**Stored items**
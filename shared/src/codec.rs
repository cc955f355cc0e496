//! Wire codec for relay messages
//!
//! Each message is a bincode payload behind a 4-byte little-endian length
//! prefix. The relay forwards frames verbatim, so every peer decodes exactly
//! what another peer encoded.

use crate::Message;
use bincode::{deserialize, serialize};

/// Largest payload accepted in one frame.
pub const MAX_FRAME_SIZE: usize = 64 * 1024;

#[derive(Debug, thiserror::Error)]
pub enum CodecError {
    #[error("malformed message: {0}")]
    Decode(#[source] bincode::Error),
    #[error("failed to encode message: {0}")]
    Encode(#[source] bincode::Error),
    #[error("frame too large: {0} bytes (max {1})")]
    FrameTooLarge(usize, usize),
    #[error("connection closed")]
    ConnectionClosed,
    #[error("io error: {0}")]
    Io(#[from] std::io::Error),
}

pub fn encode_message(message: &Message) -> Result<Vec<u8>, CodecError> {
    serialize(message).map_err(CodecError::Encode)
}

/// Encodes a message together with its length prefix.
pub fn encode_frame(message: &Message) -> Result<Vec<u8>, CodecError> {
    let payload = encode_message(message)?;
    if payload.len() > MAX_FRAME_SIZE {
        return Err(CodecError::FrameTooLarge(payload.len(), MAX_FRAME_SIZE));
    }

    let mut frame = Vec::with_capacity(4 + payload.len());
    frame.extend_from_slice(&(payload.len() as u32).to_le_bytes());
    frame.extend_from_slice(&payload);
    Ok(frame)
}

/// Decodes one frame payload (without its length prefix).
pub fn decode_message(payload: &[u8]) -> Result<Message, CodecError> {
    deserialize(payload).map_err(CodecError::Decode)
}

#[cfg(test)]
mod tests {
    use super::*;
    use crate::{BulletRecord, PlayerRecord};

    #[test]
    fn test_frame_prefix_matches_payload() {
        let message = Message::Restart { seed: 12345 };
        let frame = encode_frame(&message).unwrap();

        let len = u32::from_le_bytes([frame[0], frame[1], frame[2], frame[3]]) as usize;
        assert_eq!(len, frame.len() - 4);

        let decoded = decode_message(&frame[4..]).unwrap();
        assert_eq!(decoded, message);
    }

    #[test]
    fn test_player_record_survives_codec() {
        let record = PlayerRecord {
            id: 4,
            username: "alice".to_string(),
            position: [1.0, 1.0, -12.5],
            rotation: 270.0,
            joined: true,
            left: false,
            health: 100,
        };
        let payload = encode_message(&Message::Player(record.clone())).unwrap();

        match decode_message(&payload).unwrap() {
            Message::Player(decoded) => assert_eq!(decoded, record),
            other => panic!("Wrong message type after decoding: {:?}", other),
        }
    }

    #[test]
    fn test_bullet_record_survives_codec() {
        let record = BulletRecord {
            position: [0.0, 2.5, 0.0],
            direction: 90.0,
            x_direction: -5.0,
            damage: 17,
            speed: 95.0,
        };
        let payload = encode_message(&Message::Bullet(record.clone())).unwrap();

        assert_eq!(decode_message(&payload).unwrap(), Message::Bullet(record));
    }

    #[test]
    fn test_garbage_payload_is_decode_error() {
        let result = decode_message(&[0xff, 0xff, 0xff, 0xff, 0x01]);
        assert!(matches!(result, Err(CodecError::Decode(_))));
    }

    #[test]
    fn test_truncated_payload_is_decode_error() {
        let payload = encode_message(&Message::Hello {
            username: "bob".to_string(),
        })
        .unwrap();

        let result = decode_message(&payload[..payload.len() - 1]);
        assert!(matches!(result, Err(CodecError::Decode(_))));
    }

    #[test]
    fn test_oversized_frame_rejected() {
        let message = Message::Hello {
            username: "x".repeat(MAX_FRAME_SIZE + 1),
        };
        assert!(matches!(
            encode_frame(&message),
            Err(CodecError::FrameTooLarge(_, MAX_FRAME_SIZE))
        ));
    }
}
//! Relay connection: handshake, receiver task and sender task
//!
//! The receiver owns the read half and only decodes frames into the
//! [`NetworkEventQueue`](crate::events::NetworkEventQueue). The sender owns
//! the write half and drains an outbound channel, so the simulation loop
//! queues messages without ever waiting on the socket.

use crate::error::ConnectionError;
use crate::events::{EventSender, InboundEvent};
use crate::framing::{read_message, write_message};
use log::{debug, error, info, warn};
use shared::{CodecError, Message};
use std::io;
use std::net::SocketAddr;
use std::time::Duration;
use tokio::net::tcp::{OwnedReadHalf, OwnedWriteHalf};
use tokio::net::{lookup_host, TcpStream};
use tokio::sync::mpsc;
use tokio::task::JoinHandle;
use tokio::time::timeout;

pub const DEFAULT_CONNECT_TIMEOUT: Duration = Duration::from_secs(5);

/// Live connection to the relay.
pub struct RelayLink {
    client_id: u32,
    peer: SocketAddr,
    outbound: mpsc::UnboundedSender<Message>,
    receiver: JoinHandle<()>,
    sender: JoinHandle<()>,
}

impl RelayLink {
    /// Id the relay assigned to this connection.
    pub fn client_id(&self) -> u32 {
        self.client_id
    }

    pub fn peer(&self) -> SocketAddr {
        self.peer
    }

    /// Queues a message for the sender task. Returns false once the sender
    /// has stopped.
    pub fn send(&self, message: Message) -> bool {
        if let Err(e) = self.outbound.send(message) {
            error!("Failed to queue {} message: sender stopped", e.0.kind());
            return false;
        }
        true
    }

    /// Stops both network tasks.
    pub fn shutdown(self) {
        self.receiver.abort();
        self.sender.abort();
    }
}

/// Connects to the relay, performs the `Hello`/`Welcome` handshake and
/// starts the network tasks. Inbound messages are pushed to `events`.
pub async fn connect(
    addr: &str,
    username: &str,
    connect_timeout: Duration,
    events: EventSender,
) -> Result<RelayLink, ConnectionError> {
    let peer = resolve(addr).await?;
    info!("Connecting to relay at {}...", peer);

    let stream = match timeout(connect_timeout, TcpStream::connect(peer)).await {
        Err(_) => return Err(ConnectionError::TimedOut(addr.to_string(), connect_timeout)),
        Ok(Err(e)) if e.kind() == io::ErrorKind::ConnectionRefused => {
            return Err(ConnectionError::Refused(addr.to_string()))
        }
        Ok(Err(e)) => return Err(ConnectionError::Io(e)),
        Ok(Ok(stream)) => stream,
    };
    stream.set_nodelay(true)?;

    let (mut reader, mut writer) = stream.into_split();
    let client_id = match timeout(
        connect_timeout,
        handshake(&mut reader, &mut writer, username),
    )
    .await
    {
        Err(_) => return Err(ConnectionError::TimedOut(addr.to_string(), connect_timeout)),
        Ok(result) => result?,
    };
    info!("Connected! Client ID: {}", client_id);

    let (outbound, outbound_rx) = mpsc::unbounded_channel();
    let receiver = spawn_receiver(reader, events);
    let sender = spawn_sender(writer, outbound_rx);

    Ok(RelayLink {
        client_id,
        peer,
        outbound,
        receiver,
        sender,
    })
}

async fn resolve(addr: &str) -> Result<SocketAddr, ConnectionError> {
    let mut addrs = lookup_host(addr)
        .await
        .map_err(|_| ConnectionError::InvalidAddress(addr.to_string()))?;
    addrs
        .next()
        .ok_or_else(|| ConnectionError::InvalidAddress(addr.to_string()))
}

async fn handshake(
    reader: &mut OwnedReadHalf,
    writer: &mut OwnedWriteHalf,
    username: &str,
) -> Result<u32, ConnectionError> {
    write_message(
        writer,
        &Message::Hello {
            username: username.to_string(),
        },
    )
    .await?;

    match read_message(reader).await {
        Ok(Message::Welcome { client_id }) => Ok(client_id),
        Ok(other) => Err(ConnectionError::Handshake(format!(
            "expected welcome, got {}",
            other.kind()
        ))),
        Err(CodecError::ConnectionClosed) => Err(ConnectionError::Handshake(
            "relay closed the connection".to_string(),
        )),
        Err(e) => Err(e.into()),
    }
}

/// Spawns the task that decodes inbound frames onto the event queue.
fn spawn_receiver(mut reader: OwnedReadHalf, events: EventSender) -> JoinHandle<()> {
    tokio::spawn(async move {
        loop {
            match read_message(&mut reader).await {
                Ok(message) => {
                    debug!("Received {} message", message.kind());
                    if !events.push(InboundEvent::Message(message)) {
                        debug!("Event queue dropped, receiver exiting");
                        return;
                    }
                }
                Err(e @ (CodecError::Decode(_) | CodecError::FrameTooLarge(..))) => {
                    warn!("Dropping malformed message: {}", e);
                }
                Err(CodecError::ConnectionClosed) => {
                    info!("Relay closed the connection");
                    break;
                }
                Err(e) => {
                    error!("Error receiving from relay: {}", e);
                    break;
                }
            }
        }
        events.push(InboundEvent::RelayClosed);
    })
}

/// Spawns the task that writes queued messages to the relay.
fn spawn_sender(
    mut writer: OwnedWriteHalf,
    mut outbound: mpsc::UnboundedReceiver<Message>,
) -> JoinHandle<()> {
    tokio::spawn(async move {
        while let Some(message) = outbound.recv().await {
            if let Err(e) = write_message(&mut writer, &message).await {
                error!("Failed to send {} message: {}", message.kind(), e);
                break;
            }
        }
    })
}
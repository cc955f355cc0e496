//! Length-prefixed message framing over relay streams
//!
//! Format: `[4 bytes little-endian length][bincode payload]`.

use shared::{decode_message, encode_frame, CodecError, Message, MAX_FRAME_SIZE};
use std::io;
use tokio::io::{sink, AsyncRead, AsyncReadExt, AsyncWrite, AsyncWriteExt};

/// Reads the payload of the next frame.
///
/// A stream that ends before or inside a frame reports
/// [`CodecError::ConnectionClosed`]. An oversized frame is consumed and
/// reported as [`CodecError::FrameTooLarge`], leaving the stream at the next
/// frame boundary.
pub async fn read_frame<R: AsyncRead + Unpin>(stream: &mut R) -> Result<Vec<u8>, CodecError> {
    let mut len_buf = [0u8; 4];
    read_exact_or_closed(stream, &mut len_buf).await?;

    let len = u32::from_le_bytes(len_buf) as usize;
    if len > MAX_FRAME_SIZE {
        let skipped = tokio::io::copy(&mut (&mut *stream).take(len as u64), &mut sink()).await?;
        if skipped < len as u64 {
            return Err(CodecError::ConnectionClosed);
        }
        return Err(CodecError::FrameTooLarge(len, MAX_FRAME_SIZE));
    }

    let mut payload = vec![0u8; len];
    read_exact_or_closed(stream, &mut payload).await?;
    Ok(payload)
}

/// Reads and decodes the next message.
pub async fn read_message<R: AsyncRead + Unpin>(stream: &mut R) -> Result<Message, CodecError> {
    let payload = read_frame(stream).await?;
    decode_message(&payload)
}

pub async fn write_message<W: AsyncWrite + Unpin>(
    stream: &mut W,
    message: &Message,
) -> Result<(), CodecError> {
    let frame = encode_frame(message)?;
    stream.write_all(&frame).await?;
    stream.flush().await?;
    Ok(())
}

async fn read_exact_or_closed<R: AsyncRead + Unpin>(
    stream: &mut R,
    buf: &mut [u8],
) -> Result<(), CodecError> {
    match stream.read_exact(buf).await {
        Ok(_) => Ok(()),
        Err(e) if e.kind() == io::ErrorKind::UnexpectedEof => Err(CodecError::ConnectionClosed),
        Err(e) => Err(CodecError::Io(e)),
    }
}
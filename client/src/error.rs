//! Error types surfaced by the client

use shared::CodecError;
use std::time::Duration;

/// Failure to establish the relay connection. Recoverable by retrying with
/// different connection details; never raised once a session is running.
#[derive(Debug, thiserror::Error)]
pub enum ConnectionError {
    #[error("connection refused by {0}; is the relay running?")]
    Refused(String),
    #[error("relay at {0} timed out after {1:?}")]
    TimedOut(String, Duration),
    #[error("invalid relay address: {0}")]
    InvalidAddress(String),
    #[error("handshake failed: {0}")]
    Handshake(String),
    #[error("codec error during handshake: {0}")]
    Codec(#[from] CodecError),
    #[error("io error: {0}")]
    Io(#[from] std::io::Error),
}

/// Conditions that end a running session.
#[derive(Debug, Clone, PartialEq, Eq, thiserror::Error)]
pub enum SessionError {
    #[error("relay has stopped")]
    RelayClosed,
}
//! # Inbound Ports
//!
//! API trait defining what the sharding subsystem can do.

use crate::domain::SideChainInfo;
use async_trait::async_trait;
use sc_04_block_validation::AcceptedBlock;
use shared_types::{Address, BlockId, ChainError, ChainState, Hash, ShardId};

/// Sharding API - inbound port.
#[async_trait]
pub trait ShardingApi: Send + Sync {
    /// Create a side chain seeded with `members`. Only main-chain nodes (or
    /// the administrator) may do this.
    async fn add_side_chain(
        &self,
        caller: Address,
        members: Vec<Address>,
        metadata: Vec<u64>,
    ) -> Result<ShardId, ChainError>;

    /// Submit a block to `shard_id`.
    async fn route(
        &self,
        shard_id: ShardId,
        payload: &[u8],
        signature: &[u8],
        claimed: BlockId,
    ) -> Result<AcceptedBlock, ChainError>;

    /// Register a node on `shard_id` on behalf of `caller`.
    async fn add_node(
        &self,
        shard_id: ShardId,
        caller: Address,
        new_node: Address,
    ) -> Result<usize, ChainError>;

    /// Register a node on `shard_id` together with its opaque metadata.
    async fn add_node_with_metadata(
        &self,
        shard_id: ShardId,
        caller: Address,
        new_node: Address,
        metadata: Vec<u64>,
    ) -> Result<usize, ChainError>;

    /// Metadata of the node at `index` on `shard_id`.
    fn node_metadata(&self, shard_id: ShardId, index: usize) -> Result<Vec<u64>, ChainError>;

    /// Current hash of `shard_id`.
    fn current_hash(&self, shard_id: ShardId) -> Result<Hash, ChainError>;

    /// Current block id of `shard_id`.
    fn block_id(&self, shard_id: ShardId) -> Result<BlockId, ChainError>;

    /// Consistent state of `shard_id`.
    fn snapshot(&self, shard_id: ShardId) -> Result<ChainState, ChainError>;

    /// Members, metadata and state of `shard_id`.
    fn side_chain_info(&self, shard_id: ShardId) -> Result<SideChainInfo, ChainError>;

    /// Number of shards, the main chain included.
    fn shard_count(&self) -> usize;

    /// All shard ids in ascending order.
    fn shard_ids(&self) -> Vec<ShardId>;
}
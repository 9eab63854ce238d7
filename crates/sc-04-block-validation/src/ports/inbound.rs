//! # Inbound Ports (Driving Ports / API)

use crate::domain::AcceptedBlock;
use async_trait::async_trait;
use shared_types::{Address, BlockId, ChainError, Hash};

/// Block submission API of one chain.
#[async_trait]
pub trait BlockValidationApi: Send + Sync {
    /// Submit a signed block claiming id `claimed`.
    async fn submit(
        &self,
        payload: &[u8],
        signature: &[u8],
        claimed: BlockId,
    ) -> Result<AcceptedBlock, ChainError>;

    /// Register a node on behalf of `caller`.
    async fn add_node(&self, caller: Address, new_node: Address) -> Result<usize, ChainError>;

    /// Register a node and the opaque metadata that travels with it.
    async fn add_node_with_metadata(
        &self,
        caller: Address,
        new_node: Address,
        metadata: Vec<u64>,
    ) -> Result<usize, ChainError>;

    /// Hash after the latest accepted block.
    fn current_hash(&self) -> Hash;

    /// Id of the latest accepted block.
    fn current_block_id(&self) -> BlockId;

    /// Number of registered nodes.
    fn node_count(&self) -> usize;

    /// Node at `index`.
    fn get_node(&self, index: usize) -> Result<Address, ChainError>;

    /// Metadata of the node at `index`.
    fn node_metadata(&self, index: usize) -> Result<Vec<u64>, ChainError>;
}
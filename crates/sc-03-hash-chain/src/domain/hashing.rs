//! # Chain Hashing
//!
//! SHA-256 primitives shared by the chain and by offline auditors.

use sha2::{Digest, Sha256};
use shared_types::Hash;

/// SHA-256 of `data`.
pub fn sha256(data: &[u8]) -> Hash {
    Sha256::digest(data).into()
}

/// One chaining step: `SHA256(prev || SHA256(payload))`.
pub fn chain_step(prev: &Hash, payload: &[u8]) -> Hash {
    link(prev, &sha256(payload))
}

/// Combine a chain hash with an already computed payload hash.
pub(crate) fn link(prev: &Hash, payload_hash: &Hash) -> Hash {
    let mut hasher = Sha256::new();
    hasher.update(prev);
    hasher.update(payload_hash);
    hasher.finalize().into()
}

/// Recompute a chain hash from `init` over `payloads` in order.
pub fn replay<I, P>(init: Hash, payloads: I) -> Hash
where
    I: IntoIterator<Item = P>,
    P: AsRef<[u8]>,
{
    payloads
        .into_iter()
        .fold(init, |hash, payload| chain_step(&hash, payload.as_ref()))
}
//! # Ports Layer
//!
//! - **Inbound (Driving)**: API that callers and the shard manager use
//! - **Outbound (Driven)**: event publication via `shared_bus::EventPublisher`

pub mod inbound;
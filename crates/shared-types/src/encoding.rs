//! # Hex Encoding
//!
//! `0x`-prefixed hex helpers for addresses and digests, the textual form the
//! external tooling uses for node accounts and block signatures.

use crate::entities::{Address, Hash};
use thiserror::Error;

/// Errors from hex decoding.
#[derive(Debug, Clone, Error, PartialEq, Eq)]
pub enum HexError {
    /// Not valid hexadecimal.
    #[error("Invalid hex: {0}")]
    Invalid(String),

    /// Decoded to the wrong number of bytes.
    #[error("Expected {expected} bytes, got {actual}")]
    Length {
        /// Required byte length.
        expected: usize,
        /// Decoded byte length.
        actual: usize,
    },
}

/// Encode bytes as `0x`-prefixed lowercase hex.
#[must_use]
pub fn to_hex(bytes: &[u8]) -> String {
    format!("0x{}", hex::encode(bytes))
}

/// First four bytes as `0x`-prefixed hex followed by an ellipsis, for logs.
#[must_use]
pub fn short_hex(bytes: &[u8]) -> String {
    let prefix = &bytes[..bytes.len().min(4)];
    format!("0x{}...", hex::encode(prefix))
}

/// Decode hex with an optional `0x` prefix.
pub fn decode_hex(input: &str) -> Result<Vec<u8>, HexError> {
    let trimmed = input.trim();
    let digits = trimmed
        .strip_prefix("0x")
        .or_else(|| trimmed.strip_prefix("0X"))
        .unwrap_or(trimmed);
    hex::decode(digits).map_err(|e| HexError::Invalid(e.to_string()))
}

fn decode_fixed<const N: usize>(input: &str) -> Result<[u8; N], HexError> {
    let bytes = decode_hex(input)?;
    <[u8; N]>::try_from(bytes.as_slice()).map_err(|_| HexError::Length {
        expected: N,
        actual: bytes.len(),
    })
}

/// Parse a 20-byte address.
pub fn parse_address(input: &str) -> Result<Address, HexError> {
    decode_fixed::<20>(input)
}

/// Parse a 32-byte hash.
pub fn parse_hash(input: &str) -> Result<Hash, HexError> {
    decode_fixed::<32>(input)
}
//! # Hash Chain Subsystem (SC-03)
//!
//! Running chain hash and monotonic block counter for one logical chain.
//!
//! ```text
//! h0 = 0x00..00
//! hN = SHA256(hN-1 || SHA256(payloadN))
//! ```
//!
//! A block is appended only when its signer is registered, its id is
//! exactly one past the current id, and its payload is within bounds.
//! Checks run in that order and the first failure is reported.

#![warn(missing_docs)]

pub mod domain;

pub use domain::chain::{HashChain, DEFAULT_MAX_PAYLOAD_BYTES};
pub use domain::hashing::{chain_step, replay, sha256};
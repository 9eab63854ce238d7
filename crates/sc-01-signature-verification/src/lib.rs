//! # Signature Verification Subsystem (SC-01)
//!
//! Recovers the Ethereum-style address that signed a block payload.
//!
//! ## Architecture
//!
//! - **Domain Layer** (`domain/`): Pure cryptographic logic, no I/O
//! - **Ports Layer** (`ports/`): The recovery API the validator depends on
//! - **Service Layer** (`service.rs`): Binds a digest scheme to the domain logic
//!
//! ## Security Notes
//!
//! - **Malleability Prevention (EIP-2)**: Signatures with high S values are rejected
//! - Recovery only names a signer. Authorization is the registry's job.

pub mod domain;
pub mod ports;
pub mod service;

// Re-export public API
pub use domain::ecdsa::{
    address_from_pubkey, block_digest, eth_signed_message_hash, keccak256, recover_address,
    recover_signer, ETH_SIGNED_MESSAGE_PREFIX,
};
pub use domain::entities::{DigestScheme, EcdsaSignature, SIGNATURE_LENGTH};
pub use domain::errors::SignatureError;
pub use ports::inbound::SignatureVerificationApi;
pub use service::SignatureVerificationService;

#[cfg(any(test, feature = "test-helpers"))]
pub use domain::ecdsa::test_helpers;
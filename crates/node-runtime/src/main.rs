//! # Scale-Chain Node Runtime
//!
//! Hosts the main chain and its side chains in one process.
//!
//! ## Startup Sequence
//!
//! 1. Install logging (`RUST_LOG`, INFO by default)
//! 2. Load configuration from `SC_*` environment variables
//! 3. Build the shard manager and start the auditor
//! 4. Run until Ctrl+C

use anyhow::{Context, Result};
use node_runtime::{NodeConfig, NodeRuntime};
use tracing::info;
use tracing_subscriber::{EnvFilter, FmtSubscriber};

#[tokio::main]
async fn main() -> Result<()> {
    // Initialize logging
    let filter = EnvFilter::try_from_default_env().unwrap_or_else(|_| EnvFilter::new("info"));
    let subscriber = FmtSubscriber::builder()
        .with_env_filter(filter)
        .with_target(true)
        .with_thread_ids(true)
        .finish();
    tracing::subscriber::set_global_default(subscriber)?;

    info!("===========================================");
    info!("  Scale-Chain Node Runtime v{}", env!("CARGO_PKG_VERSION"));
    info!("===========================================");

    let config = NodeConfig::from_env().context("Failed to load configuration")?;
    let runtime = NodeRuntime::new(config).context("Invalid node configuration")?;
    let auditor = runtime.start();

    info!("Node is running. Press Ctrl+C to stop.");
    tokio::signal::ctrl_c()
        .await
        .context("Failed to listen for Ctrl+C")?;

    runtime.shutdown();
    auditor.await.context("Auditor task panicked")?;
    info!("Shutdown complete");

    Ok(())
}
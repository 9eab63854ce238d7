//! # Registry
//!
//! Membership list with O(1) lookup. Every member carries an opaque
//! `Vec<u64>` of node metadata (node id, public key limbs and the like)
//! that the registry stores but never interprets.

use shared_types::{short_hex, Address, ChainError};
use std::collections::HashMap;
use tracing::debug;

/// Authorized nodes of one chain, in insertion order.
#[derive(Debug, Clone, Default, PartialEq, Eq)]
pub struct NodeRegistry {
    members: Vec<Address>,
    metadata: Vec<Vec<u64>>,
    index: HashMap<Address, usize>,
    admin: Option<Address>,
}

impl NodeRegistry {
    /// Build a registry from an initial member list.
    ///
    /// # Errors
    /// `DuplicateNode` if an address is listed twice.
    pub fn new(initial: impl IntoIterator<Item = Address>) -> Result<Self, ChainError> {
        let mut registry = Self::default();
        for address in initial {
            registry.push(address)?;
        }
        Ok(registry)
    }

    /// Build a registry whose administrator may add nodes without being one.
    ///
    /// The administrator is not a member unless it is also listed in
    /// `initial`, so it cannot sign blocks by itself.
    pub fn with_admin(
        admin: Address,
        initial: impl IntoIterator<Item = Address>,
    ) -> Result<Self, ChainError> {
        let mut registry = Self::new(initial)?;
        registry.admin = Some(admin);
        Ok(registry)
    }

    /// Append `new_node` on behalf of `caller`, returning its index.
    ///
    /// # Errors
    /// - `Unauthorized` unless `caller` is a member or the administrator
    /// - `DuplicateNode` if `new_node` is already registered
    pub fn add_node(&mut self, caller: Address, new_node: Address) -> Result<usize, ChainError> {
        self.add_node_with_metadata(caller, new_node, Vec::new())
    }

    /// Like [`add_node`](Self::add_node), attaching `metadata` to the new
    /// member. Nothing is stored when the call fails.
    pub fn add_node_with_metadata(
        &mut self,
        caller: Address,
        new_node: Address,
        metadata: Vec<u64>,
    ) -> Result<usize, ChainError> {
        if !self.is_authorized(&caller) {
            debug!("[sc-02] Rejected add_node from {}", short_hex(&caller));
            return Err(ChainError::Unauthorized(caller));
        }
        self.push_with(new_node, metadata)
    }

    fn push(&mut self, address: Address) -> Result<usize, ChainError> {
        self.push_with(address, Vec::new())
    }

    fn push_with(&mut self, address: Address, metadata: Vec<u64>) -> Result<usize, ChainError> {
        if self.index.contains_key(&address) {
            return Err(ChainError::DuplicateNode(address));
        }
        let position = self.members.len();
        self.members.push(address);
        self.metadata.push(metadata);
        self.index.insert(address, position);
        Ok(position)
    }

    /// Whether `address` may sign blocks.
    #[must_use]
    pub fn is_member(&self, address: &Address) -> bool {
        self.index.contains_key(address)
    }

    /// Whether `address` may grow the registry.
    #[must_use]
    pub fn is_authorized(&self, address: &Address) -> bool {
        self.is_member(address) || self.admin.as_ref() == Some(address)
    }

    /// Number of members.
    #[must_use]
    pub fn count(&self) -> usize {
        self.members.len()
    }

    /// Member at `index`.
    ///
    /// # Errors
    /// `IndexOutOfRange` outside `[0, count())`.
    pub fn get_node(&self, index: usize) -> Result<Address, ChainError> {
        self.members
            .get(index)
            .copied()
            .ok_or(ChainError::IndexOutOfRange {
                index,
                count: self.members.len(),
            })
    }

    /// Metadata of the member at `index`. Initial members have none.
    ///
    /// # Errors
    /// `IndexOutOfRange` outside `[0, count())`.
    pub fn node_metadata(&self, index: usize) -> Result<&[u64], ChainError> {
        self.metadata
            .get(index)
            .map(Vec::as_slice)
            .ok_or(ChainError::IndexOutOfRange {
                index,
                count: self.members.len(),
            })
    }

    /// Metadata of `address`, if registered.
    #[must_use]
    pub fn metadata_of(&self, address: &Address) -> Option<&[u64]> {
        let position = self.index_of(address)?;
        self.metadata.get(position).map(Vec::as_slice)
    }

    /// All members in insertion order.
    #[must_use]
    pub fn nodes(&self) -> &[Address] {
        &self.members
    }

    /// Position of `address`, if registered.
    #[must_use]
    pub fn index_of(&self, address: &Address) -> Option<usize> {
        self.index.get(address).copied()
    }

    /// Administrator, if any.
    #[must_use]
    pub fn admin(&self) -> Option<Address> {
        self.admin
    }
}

**Task requirements**
Exactly as written, please transcribe the lines from the start of the records above to the line that holds "in one frame.", both ends included.

**Response for this exercise**
filename shared/src/codec.rs
repository cc955f355cc0e496
//! Wire codec for relay messages
//!
//! Each message is a bincode payload behind a 4-byte little-endian length
//! prefix. The relay forwards frames verbatim, so every peer decodes exactly
//! what another peer encoded.

use crate::Message;
use bincode::{deserialize, serialize};

/// Largest payload accepted in one frame.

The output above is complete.